*What the task requires*
Working from the top of the records below, reproduce each line exactly, ending once you have written the line containing "plot's top-left corner).".

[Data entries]
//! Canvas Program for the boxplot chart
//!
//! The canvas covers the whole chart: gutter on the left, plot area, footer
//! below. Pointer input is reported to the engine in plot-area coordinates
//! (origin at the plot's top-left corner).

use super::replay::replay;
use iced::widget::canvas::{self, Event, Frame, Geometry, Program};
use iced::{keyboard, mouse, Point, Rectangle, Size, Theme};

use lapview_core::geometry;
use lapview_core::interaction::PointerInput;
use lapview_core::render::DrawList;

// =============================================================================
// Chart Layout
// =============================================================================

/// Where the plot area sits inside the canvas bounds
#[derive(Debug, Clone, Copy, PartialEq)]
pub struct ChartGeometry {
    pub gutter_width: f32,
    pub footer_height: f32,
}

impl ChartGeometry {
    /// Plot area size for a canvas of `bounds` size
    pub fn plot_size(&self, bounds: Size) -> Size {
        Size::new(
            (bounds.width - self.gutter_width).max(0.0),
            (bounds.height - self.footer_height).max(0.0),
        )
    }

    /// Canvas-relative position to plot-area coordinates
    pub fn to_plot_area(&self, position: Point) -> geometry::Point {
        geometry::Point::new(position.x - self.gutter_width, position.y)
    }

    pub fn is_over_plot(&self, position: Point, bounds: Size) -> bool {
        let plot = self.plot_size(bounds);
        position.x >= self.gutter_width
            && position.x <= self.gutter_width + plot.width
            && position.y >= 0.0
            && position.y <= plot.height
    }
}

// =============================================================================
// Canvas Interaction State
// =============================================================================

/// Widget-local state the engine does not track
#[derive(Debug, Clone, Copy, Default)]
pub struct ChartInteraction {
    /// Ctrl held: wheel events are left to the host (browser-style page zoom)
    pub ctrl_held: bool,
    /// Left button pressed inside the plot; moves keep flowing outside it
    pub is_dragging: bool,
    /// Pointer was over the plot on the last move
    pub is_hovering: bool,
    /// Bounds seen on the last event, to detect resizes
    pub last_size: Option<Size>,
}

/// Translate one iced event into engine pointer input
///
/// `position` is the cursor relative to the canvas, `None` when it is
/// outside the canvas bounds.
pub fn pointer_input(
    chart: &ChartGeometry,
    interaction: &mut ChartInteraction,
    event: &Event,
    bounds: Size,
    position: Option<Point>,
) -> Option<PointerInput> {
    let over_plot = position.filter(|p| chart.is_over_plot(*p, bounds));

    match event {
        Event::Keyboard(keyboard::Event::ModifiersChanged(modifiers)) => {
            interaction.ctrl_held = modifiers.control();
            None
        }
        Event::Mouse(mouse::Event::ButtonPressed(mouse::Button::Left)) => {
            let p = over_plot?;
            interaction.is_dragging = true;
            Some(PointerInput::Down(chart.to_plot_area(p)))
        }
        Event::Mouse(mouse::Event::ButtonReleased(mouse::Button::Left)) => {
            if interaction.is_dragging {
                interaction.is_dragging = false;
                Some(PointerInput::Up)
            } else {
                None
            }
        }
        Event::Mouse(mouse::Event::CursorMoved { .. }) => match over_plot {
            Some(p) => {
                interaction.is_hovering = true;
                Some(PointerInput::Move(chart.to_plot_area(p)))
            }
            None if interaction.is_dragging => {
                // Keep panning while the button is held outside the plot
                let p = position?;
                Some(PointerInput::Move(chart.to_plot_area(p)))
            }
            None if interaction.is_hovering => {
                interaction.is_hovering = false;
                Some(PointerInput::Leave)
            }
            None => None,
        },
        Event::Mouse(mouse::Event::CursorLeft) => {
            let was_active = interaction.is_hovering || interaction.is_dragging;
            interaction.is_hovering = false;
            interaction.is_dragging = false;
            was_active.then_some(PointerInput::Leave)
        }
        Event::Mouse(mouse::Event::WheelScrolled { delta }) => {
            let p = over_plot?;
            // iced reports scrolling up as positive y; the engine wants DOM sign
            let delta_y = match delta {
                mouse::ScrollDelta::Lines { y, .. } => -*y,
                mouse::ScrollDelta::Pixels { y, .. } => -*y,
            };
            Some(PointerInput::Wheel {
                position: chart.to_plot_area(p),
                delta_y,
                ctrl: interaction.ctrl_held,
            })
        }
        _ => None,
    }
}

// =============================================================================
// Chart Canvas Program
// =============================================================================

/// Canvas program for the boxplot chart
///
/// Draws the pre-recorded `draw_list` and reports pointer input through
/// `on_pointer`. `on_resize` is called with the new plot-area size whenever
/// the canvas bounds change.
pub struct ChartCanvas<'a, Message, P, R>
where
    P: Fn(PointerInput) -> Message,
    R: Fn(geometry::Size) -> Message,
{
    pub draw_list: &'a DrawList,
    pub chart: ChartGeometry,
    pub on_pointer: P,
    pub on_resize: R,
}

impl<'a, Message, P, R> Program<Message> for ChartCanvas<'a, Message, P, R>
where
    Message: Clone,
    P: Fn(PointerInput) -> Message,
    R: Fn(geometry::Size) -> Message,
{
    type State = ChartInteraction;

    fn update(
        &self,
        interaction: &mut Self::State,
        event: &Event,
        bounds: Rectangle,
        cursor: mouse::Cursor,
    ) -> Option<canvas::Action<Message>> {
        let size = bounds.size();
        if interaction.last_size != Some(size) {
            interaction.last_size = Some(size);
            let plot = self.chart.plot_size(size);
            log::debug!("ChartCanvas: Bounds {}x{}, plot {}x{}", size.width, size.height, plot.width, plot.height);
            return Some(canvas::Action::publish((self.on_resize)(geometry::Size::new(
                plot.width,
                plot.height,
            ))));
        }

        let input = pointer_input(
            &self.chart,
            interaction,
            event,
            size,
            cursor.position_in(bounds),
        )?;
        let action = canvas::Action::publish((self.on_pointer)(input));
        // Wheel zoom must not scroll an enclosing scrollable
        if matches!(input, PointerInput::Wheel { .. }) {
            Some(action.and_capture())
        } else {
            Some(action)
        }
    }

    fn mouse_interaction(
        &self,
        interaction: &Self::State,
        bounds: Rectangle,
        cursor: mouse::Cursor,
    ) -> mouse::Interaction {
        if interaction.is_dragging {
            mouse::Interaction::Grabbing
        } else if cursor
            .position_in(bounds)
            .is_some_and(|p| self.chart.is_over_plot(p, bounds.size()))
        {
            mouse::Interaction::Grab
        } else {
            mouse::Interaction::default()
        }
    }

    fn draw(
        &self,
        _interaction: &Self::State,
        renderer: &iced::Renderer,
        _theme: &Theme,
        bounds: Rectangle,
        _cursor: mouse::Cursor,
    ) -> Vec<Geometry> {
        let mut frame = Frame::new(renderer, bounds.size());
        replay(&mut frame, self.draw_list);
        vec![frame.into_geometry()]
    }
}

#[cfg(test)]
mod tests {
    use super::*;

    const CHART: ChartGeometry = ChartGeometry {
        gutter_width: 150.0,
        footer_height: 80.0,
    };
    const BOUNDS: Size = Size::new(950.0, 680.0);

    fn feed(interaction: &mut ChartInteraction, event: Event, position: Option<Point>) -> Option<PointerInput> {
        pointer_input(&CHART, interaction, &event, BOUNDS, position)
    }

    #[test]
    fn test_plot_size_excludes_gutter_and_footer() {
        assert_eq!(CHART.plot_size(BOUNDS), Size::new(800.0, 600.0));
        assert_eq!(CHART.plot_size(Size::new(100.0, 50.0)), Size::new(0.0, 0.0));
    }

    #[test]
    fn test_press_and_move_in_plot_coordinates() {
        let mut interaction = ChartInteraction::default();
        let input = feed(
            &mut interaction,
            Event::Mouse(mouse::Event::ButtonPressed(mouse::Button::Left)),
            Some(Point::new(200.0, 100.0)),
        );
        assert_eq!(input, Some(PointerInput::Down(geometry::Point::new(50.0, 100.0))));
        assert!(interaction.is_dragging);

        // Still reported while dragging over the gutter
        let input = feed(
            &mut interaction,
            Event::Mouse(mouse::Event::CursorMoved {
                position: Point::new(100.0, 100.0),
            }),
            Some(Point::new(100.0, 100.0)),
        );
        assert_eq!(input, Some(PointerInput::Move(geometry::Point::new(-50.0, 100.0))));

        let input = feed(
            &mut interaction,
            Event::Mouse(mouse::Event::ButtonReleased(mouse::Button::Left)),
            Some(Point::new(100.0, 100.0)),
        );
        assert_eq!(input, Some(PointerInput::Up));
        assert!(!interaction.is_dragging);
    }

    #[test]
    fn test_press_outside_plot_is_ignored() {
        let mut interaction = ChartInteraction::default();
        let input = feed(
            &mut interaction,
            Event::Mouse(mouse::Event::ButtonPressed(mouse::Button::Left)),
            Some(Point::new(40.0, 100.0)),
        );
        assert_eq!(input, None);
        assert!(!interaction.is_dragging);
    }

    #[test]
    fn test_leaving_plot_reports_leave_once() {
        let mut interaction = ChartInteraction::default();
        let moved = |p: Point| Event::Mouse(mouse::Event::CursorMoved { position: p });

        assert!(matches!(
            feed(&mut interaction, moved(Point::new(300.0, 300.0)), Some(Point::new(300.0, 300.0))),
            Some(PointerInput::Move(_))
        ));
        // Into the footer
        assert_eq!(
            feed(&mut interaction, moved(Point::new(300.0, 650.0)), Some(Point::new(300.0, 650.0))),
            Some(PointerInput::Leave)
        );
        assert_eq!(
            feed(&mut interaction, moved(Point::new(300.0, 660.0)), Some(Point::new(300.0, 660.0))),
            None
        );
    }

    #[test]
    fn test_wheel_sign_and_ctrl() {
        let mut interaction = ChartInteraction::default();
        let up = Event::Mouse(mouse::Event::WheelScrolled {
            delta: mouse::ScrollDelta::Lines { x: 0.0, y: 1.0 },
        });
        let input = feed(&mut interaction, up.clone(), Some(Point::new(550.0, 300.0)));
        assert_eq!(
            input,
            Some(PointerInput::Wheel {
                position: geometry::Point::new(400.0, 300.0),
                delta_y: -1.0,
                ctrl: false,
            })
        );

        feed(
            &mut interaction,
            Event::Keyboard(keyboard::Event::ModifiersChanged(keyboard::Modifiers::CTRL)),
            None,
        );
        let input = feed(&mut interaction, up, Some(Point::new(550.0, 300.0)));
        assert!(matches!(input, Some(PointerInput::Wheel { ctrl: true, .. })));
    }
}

*Answer for this exercise*
//! Canvas Program for the boxplot chart
//!
//! The canvas covers the whole chart: gutter on the left, plot area, footer
//! below. Pointer input is reported to the engine in plot-area coordinates
//! (origin at the plot's top-left corner).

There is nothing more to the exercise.